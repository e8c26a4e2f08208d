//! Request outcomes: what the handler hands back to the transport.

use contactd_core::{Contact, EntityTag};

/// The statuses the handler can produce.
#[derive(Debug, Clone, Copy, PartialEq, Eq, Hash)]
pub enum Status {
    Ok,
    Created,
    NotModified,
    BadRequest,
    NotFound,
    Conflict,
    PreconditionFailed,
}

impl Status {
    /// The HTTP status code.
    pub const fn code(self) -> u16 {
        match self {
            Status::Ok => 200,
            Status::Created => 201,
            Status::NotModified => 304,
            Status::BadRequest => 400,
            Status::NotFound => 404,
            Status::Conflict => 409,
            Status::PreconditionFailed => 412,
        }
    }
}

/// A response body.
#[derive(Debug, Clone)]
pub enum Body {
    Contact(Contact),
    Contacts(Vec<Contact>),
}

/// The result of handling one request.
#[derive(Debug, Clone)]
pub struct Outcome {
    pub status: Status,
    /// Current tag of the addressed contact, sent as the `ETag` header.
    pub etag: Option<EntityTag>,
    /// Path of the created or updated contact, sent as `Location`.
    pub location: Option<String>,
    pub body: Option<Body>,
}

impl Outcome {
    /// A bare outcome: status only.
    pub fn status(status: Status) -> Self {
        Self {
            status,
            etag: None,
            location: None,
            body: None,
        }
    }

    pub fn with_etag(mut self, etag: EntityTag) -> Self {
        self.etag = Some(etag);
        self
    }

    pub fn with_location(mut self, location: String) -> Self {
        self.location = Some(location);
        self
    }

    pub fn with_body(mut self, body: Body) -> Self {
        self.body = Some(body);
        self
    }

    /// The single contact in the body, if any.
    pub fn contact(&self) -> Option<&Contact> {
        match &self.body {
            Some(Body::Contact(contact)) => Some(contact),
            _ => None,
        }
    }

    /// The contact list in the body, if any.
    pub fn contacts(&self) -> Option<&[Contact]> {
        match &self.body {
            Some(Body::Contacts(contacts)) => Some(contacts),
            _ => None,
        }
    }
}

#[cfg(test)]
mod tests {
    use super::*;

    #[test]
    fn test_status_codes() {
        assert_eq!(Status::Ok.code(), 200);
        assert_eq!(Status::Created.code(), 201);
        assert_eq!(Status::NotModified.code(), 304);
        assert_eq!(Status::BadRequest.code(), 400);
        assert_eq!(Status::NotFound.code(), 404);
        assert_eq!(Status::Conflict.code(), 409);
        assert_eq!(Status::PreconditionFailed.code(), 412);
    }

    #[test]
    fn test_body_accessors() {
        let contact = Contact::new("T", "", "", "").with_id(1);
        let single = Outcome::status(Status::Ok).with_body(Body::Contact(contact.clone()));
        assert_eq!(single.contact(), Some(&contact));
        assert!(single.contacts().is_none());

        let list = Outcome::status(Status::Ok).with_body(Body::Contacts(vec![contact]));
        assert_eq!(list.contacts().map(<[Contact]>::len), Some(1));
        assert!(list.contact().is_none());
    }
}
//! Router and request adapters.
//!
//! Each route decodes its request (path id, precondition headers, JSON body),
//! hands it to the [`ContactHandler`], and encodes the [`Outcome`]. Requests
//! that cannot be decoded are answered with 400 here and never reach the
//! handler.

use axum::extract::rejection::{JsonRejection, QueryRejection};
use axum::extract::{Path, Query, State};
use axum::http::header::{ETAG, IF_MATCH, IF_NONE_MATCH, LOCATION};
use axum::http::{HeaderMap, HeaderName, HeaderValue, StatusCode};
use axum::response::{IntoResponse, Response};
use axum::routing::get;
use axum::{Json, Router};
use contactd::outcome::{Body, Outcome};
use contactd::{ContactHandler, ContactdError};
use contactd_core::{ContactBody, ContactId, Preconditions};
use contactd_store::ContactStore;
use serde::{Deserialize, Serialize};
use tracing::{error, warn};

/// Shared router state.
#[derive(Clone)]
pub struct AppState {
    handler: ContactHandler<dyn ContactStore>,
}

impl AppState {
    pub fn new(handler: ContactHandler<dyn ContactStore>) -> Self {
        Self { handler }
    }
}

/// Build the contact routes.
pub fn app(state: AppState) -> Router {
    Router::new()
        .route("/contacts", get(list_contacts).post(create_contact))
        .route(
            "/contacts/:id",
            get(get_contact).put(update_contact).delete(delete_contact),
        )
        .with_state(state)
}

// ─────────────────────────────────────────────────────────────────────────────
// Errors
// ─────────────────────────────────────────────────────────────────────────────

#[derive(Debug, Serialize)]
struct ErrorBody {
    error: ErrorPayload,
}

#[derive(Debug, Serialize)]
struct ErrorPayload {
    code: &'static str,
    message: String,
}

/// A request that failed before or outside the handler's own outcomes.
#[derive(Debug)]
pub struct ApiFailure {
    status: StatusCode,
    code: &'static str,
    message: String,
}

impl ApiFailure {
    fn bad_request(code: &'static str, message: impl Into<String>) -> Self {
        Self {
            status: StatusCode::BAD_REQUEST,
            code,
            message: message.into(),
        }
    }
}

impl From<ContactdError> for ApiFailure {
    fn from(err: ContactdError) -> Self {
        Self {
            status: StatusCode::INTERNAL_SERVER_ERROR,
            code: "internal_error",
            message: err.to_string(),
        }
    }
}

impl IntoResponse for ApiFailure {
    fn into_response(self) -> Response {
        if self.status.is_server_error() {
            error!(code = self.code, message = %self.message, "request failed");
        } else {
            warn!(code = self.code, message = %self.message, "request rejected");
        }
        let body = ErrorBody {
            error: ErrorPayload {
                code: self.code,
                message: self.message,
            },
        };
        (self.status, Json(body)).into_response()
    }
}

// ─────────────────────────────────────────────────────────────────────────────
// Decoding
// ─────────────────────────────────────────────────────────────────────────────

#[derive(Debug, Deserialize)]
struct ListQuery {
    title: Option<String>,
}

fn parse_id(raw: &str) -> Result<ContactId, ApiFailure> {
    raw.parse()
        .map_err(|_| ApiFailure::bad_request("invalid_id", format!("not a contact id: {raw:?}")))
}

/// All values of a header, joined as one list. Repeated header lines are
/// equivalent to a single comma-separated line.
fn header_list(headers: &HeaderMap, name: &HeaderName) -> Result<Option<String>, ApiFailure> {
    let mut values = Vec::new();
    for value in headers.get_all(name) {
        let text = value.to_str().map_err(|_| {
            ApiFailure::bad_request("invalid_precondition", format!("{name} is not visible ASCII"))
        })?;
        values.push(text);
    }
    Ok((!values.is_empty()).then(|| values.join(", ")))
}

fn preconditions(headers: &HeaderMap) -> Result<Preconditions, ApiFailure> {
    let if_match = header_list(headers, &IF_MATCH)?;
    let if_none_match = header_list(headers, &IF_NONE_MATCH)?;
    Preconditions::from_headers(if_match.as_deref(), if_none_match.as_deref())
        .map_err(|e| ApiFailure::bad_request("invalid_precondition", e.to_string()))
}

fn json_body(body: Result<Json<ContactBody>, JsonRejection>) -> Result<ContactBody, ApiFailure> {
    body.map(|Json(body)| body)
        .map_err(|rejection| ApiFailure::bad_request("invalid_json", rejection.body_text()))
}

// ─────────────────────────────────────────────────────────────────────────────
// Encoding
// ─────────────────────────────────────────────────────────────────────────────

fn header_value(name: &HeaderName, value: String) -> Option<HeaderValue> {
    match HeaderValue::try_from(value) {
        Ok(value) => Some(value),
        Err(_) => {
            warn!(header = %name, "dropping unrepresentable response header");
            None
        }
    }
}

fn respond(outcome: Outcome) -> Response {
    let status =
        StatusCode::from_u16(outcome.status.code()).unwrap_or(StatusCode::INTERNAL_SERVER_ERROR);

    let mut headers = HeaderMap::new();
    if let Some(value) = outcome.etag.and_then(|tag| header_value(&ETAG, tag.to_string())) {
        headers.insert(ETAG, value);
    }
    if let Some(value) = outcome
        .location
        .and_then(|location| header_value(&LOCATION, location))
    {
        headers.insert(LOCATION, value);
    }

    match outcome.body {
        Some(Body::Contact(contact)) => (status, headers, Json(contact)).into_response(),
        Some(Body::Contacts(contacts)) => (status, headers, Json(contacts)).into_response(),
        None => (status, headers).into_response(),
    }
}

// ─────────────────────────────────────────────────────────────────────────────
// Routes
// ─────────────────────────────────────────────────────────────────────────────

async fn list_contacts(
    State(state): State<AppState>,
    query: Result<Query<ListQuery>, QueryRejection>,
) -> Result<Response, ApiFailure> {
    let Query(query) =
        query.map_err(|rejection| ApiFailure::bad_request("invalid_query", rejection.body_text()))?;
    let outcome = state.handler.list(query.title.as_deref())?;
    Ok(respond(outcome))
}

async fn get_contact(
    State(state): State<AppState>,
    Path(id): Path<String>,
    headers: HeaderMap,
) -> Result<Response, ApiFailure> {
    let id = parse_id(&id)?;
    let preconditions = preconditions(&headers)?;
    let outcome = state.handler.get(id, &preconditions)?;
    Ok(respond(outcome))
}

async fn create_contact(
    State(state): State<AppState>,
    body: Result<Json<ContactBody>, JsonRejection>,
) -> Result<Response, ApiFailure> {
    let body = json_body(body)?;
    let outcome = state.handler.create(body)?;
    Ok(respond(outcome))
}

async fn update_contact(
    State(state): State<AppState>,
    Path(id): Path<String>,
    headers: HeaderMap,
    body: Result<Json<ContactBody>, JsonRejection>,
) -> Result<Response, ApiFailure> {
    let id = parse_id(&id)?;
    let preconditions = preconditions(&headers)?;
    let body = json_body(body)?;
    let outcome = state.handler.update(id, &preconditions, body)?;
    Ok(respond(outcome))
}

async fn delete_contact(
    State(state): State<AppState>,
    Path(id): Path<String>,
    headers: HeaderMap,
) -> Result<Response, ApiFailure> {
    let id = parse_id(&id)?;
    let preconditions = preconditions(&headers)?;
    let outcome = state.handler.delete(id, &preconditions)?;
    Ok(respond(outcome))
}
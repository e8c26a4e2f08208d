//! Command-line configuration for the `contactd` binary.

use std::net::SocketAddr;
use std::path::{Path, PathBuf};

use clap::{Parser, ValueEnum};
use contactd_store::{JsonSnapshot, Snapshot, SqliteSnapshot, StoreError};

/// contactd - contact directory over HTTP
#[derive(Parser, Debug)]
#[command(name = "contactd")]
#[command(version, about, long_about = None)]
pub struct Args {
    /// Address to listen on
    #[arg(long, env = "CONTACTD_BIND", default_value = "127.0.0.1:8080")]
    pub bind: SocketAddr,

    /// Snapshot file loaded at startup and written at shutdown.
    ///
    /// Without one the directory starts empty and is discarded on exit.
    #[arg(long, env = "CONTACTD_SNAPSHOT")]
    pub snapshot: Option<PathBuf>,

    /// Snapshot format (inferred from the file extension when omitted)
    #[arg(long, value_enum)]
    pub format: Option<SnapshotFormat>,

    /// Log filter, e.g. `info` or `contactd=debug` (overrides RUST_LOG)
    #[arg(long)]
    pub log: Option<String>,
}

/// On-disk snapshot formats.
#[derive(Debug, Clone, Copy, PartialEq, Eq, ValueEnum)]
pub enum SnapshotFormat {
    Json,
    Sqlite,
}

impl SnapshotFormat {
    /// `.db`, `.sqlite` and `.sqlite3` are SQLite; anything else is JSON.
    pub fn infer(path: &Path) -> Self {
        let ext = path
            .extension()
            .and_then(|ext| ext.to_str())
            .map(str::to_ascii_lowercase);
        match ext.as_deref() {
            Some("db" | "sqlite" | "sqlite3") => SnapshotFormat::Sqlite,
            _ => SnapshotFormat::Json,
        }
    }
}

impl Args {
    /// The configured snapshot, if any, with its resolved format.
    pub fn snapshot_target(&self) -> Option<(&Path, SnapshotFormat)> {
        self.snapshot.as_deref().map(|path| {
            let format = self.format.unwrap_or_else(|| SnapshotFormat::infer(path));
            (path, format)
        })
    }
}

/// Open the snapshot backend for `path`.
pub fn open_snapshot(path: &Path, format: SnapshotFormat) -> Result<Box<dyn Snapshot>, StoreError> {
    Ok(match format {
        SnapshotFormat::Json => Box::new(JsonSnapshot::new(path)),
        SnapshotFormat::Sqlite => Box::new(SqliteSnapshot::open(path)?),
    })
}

> [TASK DIRECTIONS] Wherever the word "Conflict" shows up in the material, copy the line it is on.

> [REPLY TO THE EXERCISE]
    Conflict,
            Status::Conflict => 409,
        assert_eq!(Status::Conflict.code(), 409);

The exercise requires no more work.